In ASHES 2020 (Aikata et al., in: Proceedings of the 4th ACM workshop on attacks and solutions in hardware security workshop, ASHES@CCS 2020, virtual event, November 13, 2020, USA, ACM, 2020), new integral and slow diffusion trails were reported on PRINCE and were used to mount fault attacks with practical complexities. We extend this work by performing new differential fault attacks based on the popular random bit-flip fault model, which has not been looked at in isolation for PRINCE until today. Additionally, we look at the construction of PRINCEv2 reported in SAC 2020 in the light of the attacks developed in this work and find that PRINCEv2 is equally vulnerable to them. We also highlight an interesting aspect of fault-reflection, which amplifies the scope of fault injection on PRINCE-like ciphers.
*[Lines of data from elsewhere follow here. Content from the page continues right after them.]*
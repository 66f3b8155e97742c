//! Kernel compilation entry point and the immutable artifact it produces.

use fusejit::{ElementType, FusedSubgraph};
use serde::{Deserialize, Serialize};

use crate::code::Gpr;
use crate::error::CompileResult;
use crate::isa::IsaLevel;
use crate::planner;
use crate::table::TableEntry;

pub const KERNEL_ARTIFACT_VERSION: u32 = 1;

/// A compiled fused kernel: encoded instructions plus the metadata the
/// execution engine needs to invoke it. Immutable once produced.
///
/// The engine binds one buffer pointer per entry in `bindings`, points the
/// table register at `constant_bytes`, and invokes the body once per vector
/// block, advancing the buffer pointers between blocks. Boolean operands
/// use the canonical f32 `0.0` / `1.0` in-memory representation.
#[derive(Debug, Clone, PartialEq, Serialize, Deserialize)]
pub struct KernelArtifact {
    pub artifact_version: u32,
    pub isa: IsaLevel,
    /// Encoded instruction words, 8 bytes each.
    pub code: Vec<u8>,
    pub bindings: OperandBindings,
    /// Layout of the resident constant table, slot order.
    pub constant_table: Vec<TableEntry>,
    /// The table contents, ready to be mapped at the table base pointer.
    pub constant_bytes: Vec<u8>,
}

#[derive(Debug, Clone, PartialEq, Serialize, Deserialize)]
pub struct OperandBindings {
    pub inputs: Vec<OperandBinding>,
    pub output: OperandBinding,
}

/// Which pointer register carries a buffer argument, the element type
/// stored there, and how the kernel consumes the buffer.
#[derive(Debug, Clone, PartialEq, Serialize, Deserialize)]
pub struct OperandBinding {
    pub pointer: Gpr,
    pub element: ElementType,
    pub layout: OperandLayout,
}

/// How a bound buffer is read per vector block.
#[derive(Debug, Clone, Copy, PartialEq, Eq, Serialize, Deserialize)]
pub enum OperandLayout {
    /// One full vector of elements per block; the engine advances the
    /// pointer between blocks.
    Vector,
    /// A single scalar splat across all lanes; the pointer never advances.
    ScalarSplat,
}

/// Compiles a validated fused subgraph for one instruction-set tier.
pub fn compile(subgraph: &FusedSubgraph, isa: IsaLevel) -> CompileResult<KernelArtifact> {
    let plan = planner::plan(subgraph, isa)?;
    let inputs = subgraph
        .inputs()
        .iter()
        .zip(plan.input_pointers.iter().zip(&plan.input_layouts))
        .map(|(desc, (&pointer, &layout))| OperandBinding {
            pointer,
            element: desc.element,
            layout,
        })
        .collect();
    let constant_bytes = plan.table.to_bytes();
    Ok(KernelArtifact {
        artifact_version: KERNEL_ARTIFACT_VERSION,
        isa,
        code: plan.code,
        bindings: OperandBindings {
            inputs,
            output: OperandBinding {
                pointer: plan.output_pointer,
                element: plan.output_element,
                layout: OperandLayout::Vector,
            },
        },
        constant_table: plan.table.into_entries(),
        constant_bytes,
    })
}
//! Register and resource planning for a fused operator sequence.
//!
//! The planner walks the subgraph in order, keeps a last-use position per
//! operand, and hands each emitter its input, output, and scratch registers.
//! An operand's register returns to the pool once its last consumer has
//! emitted. There is no spill path: running out of registers is a
//! compile-time error the caller handles by not fusing.

use std::collections::HashMap;

use fusejit::{ElementType, FusedSubgraph, OperandRef, PartialShape};

use crate::code::{Assembler, Gpr, Instr, VecReg};
use crate::emitters::{emitter_for, EmitCtx, Emitter};
use crate::error::{CompileError, CompileResult};
use crate::isa::IsaLevel;
use crate::kernel::OperandLayout;
use crate::table::ConstantTable;

/// Everything the kernel artifact needs from planning.
pub(crate) struct Plan {
    pub code: Vec<u8>,
    pub table: ConstantTable,
    /// Pointer register per subgraph input, in input order.
    pub input_pointers: Vec<Gpr>,
    /// How each input buffer is read, in input order.
    pub input_layouts: Vec<OperandLayout>,
    pub output_pointer: Gpr,
    pub output_element: ElementType,
}

pub(crate) fn plan(subgraph: &FusedSubgraph, isa: IsaLevel) -> CompileResult<Plan> {
    let Some(result) = subgraph.result() else {
        return Err(CompileError::EmptySubgraph);
    };
    let output_element = result.element;

    // Every input must either cover the full result extent or be a single
    // scalar the kernel splats; anything in between would need a strided
    // load the instruction format does not have.
    let mut input_layouts = Vec::with_capacity(subgraph.inputs().len());
    for (index, desc) in subgraph.inputs().iter().enumerate() {
        let layout = if same_extent(&desc.shape, &result.shape) {
            OperandLayout::Vector
        } else if desc.shape.element_count() == Some(1) {
            OperandLayout::ScalarSplat
        } else {
            return Err(CompileError::UnsupportedBroadcast {
                input: index,
                shape: desc.shape.to_string(),
                result: result.shape.to_string(),
            });
        };
        input_layouts.push(layout);
    }

    // One emitter per node, with its input precisions checked up front.
    let mut emitters: Vec<Box<dyn Emitter>> = Vec::with_capacity(subgraph.nodes().len());
    for node in subgraph.nodes() {
        let emitter = emitter_for(&node.kind).ok_or_else(|| {
            CompileError::Internal(format!("no emitter registered for {}", node.kind.name()))
        })?;
        for &arg in &node.args {
            let desc = subgraph.descriptor(arg).ok_or_else(|| {
                CompileError::Internal(format!(
                    "node {} references an operand with no descriptor",
                    node.kind.name()
                ))
            })?;
            if !emitter.supported_precisions().contains(&desc.element) {
                return Err(CompileError::unsupported_precision(
                    node.kind.name(),
                    desc.element,
                ));
            }
        }
        emitters.push(emitter);
    }

    // Constant-table entries are collected before any code is emitted so
    // identical patterns across emitters share slots.
    let mut table = ConstantTable::new();
    for emitter in &emitters {
        emitter.register_table_entries(&mut table);
    }

    // General-purpose register layout: input pointers, output pointer,
    // table base, then emitter scratch.
    let aux_gprs = emitters.iter().map(|e| e.aux_gprs()).max().unwrap_or(0);
    let gprs_needed =
        subgraph.inputs().len() + 1 + usize::from(!table.is_empty()) + aux_gprs;
    if gprs_needed > isa.general_registers() {
        return Err(CompileError::ResourceExhaustion {
            resource: "general-purpose",
            needed: gprs_needed,
            available: isa.general_registers(),
        });
    }
    let input_pointers: Vec<Gpr> = (0..subgraph.inputs().len())
        .map(|i| Gpr(i as u8))
        .collect();
    let output_pointer = Gpr(subgraph.inputs().len() as u8);
    let table_base = if table.is_empty() {
        None
    } else {
        Some(Gpr(subgraph.inputs().len() as u8 + 1))
    };

    let last_use = compute_last_use(subgraph);

    let mut pool = RegisterPool::new(isa.vector_registers());
    let mut assigned: HashMap<OperandRef, VecReg> = HashMap::new();
    let mut asm = Assembler::new();

    // The table pointer is materialized once, before the first operator
    // that reads a constant.
    if let Some(base) = table_base {
        asm.push(Instr::LoadTableBase { dst: base });
    }

    // Load every input that some node actually consumes.
    for (index, pointer) in input_pointers.iter().enumerate() {
        let operand = OperandRef::Input(index);
        if !last_use.contains_key(&operand) {
            continue;
        }
        let reg = pool.take("vector", 1)?;
        match input_layouts[index] {
            OperandLayout::Vector => asm.push(Instr::LoadVec {
                dst: reg,
                base: *pointer,
                offset: 0,
            }),
            OperandLayout::ScalarSplat => asm.push(Instr::LoadSplat {
                dst: reg,
                base: *pointer,
            }),
        }
        assigned.insert(operand, reg);
    }

    for (index, (node, emitter)) in subgraph.nodes().iter().zip(&emitters).enumerate() {
        let mut args = Vec::with_capacity(node.args.len());
        for &arg in &node.args {
            let reg = assigned.get(&arg).copied().ok_or_else(|| {
                CompileError::Internal(format!(
                    "operand {arg:?} was never assigned a register"
                ))
            })?;
            args.push(reg);
        }

        // Scratch and destination are taken while the arguments are still
        // held, so an emitter never sees its scratch alias a live input.
        let aux = pool.take_many("vector", emitter.aux_vecs(isa))?;
        let dst = pool.take("vector", 1)?;

        let mut ctx = EmitCtx {
            asm: &mut asm,
            isa,
            inputs: &args,
            dst,
            aux: &aux,
            table_base,
            table: &table,
        };
        emitter.emit(&mut ctx)?;

        for reg in aux {
            pool.give_back(reg);
        }
        for &arg in &node.args {
            if last_use.get(&arg) == Some(&index) {
                if let Some(reg) = assigned.remove(&arg) {
                    // A value may be passed twice to one node; the second
                    // removal is a no-op.
                    pool.give_back(reg);
                }
            }
        }
        let out = OperandRef::Node(index);
        if last_use.contains_key(&out) {
            assigned.insert(out, dst);
        } else {
            // Nothing consumes this value; its register frees right away.
            pool.give_back(dst);
        }
    }

    let result_ref = OperandRef::Node(subgraph.nodes().len() - 1);
    let result_reg = assigned.get(&result_ref).copied().ok_or_else(|| {
        CompileError::Internal("subgraph result was never assigned a register".to_string())
    })?;
    asm.push(Instr::StoreVec {
        src: result_reg,
        base: output_pointer,
        offset: 0,
    });

    Ok(Plan {
        code: asm.finish(),
        table,
        input_pointers,
        input_layouts,
        output_pointer,
        output_element,
    })
}

/// True when two shapes describe the same element layout, labels aside.
fn same_extent(a: &PartialShape, b: &PartialShape) -> bool {
    match (a.dims(), b.dims()) {
        (Some(a), Some(b)) => {
            a.len() == b.len()
                && a.iter()
                    .zip(b)
                    .all(|(x, y)| x.lo() == y.lo() && x.hi() == y.hi())
        }
        (None, None) => true,
        _ => false,
    }
}

/// Last node index consuming each operand. The subgraph result is pinned
/// past the end of the sequence so its register survives until the store.
fn compute_last_use(subgraph: &FusedSubgraph) -> HashMap<OperandRef, usize> {
    let mut last_use: HashMap<OperandRef, usize> = HashMap::new();
    for (index, node) in subgraph.nodes().iter().enumerate() {
        for &arg in &node.args {
            last_use.insert(arg, index);
        }
    }
    last_use.insert(
        OperandRef::Node(subgraph.nodes().len() - 1),
        subgraph.nodes().len(),
    );
    last_use
}

/// Free-list allocator over one architectural register class.
struct RegisterPool {
    free: Vec<VecReg>,
    capacity: usize,
}

impl RegisterPool {
    fn new(capacity: usize) -> Self {
        // LIFO order so recently freed registers are reused first.
        let free = (0..capacity).rev().map(|i| VecReg(i as u8)).collect();
        RegisterPool { free, capacity }
    }

    fn take(&mut self, resource: &'static str, want: usize) -> CompileResult<VecReg> {
        self.free.pop().ok_or(CompileError::ResourceExhaustion {
            resource,
            needed: self.capacity + want,
            available: self.capacity,
        })
    }

    fn take_many(&mut self, resource: &'static str, count: usize) -> CompileResult<Vec<VecReg>> {
        if self.free.len() < count {
            return Err(CompileError::ResourceExhaustion {
                resource,
                needed: self.capacity - self.free.len() + count,
                available: self.capacity,
            });
        }
        Ok((0..count).filter_map(|_| self.free.pop()).collect())
    }

    fn give_back(&mut self, reg: VecReg) {
        self.free.push(reg);
    }
}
The bit-flip model can recover the key uniquely at the expense of 7 random bit-faults injected at the input of Round-10 with a time complexity of 2 ²¹. The integral fault attack has a time complexity of 2 ³⁶ and 2 ²⁰ with 15 nibble faults in rounds 8.5 and 9.5, while the slow diffusion differential fault attack works with four bit-faults in the 10th round with a complexity of 2 ²². The array of fault attacks presented in this work constitute a comprehensive account of fault attack vulnerability of both PRINCE and PRINCEv2. Moreover, the 3D visualization model of PRINCE state introduced can be used to extend or improve existing attacks on PRINCE.